AUTHOR=Higgins Tejera César , Ware Erin B. , Kobayashi Lindsay C. , Fu Mingzhou , Hicken Margaret , Zawistowski Matthew , Mukherjee Bhramar , Bakulski Kelly M. TITLE=Decomposing interaction and mediating effects of race/ethnicity and circulating blood levels of cystatin C on cognitive status in the United States health and retirement study JOURNAL=Frontiers in Human Neuroscience VOLUME=17 YEAR=2023 URL=https://www.frontiersin.org/journals/human-neuroscience/articles/10.3389/fnhum.2023.1052435 DOI=10.3389/fnhum.2023.1052435 ISSN=1662-5161 ABSTRACT=Background and objectives

Elevated circulating cystatin C is associated with cognitive impairment in non-Hispanic Whites, but its role in racial disparities in dementia is understudied.
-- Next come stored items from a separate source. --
//! The admin panel's body toggle.
//!
//! The page shows a logged body with two links, "prettify" and "original". Clicking one posts
//! a [`ToggleRequest`] to the matching endpoint with the `X-CSRFToken` header set, and
//! replaces the displayed text with the `newValue` of the [`ToggleResponse`].
use crate::{BodyFormat, ContentType, prettify};
use serde::{Deserialize, Serialize};
use tracing::{debug, warn};

/// Header carrying the anti-forgery token on toggle requests.
pub const CSRF_HEADER: &str = "X-CSRFToken";

/// A toggle request that could not be served.
#[derive(Debug, thiserror::Error)]
pub enum ToggleError {
    /// The anti-forgery header was missing or did not carry the session's token
    #[error("Missing or invalid {CSRF_HEADER} header")]
    Forbidden,

    /// The path is not one of the toggle endpoints
    #[error("No toggle endpoint at {0}")]
    NotFound(String),

    /// The request body was not a toggle request
    #[error("Malformed toggle request: {0}")]
    BadRequest(#[from] serde_json::Error),
}

/// Body of a toggle request.
#[derive(Debug, Clone, PartialEq, Eq, Serialize, Deserialize)]
pub struct ToggleRequest {
    /// Address of the admin page the request came from.
    pub url: String,

    /// The body text to transform.
    pub text: String,
}

/// Body of a toggle response.
#[derive(Debug, Clone, PartialEq, Eq, Serialize, Deserialize)]
#[serde(rename_all = "camelCase")]
pub struct ToggleResponse {
    /// Text to display in place of the current body.
    pub new_value: String,
}

/// Which rendering of a body is on screen.
#[derive(Debug, Clone, Copy, PartialEq, Eq, Default)]
pub enum BodyView {
    /// The body as it was logged
    #[default]
    Original,

    /// The body after pretty-printing
    Pretty,
}
impl BodyView {
    /// Path of the endpoint that switches to this view, relative to the admin mount point.
    #[must_use]
    pub fn endpoint(self) -> &'static str {
        match self {
            Self::Original => "original/",
            Self::Pretty => "prettify/",
        }
    }

    /// The other view.
    #[must_use]
    pub fn flipped(self) -> Self {
        match self {
            Self::Original => Self::Pretty,
            Self::Pretty => Self::Original,
        }
    }

    /// Look up the view served by an endpoint path.
    #[must_use]
    pub fn from_endpoint(path: &str) -> Option<Self> {
        match path.trim_matches('/') {
            "original" => Some(Self::Original),
            "prettify" => Some(Self::Pretty),
            _ => None,
        }
    }
}

/// Serve a toggle request for the given view.
///
/// `content_type` is the logged `Content-Type` of the body, when known.
#[must_use]
pub fn respond(
    view: BodyView,
    request: &ToggleRequest,
    content_type: Option<&str>,
) -> ToggleResponse {
    debug!(url = %request.url, ?view, "toggling body view");

    let new_value = match view {
        BodyView::Original => request.text.clone(),
        BodyView::Pretty => {
            let format = BodyFormat::detect(content_type, &request.text);
            prettify(&request.text, format)
        }
    };

    ToggleResponse { new_value }
}

/// Serve a posted toggle request end to end.
///
/// `path` selects the view (see [`BodyView::from_endpoint`]), `headers` are the request
/// headers, and `csrf_token` is the token issued to the session. Header names are matched
/// case-insensitively. Returns the JSON-encoded [`ToggleResponse`].
///
/// # Errors
/// - [`ToggleError::Forbidden`] if the [`CSRF_HEADER`] is absent or does not match `csrf_token`
/// - [`ToggleError::NotFound`] if `path` is not a toggle endpoint
/// - [`ToggleError::BadRequest`] if `body` is not a JSON [`ToggleRequest`]
pub fn handle(
    path: &str,
    headers: &[(&str, &str)],
    body: &str,
    csrf_token: &str,
    content_type: Option<&str>,
) -> Result<String, ToggleError> {
    let token = headers
        .iter()
        .find(|(name, _)| name.eq_ignore_ascii_case(CSRF_HEADER))
        .map(|(_, value)| value.trim());
    if csrf_token.is_empty() || token != Some(csrf_token) {
        warn!(path, "rejected toggle request without a valid token");
        return Err(ToggleError::Forbidden);
    }

    let view = BodyView::from_endpoint(path).ok_or_else(|| ToggleError::NotFound(path.into()))?;
    let request: ToggleRequest = serde_json::from_str(body)?;
    let response = respond(view, &request, content_type);
    Ok(serde_json::to_string(&response)?)
}

/// A logged body as shown on the admin page.
///
/// The original text is never modified; the pretty form is computed on demand.
#[derive(Debug, Clone, PartialEq, Eq)]
pub struct ResponseBody {
    original: String,
    format: BodyFormat,
    view: BodyView,
}
impl ResponseBody {
    /// Wrap a logged body, picking its format from `content_type` or the text itself.
    #[must_use]
    pub fn new(original: impl Into<String>, content_type: Option<&str>) -> Self {
        let original = original.into();
        let format = BodyFormat::detect(content_type, &original);
        Self {
            original,
            format,
            view: BodyView::Original,
        }
    }

    /// Wrap a logged body stored as raw bytes, decoding it with the charset of
    /// `content_type` (see [`ContentType::decode`]).
    #[must_use]
    pub fn from_bytes(bytes: &[u8], content_type: Option<&str>) -> Self {
        let text = ContentType::parse(content_type.unwrap_or_default()).decode(bytes);
        Self::new(text, content_type)
    }

    /// The logged text.
    #[must_use]
    pub fn original(&self) -> &str {
        &self.original
    }

    /// The detected format.
    #[must_use]
    pub fn format(&self) -> BodyFormat {
        self.format
    }

    /// The current view.
    #[must_use]
    pub fn view(&self) -> BodyView {
        self.view
    }

    /// Switch to a specific view.
    pub fn set_view(&mut self, view: BodyView) {
        self.view = view;
    }

    /// The text for the current view.
    #[must_use]
    pub fn displayed(&self) -> String {
        match self.view {
            BodyView::Original => self.original.clone(),
            BodyView::Pretty => prettify(&self.original, self.format),
        }
    }

    /// Flip to the other view and return the text now displayed.
    pub fn toggle(&mut self) -> String {
        self.view = self.view.flipped();
        self.displayed()
    }
}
In a nationally representative sample of older non-Hispanic White, non-Hispanic Black, and Hispanic adults in the United States, we use mediation-interaction analysis to understand how racial disparities in the cystatin C physiological pathway may contribute to racial disparities in prevalent dementia.

Methods

In a pooled cross-sectional sample of the Health and Retirement Study (n = 9,923), we employed Poisson regression to estimate prevalence ratios and to test the relationship between elevated cystatin C (>1.24 vs. ≤1.24 mg/L) and impaired cognition, adjusted for demographics, behavioral risk factors, other biomarkers, and chronic conditions. Self-reported racialized social categories were a proxy measure for exposure to racism. We calculated additive interaction measures and conducted four-way mediation-interaction decomposition analysis to test the moderating effect of race/ethnicity and mediating effect of cystatin C on the racial disparity.

Results

Overall, elevated cystatin C was associated with dementia (prevalence ratio [PR] = 1.2; 95% CI: 1.0, 1.5). Among non-Hispanic Black relative to non-Hispanic White participants, the relative excess risk due to interaction was 0.7 (95% CI: −0.1, 2.4), the attributable proportion was 0.1 (95% CI: −0.2, 0.4), and the synergy index was 1.1 (95% CI: 0.8, 1.8) in a fully adjusted model. Elevated cystatin C was estimated to account for 2% (95% CI: −0, 4%) for the racial disparity in prevalent dementia, and the interaction accounted for 8% (95% CI: −5, 22%). Analyses for Hispanic relative to non-white participants suggested moderation by race/ethnicity, but not mediation.

Discussion

Elevated cystatin C was associated with dementia prevalence. Our mediation-interaction decomposition analysis suggested that the effect of elevated cystatin C on the racial disparity might be moderated by race/ethnicity, which indicates that the racialization process affects not only the distribution of circulating cystatin C across minoritized racial groups, but also the strength of association between the biomarker and dementia prevalence. These results provide evidence that cystatin C is associated with adverse brain health and this effect is larger than expected for individuals racialized as minorities had they been racialized and treated as non-Hispanic White.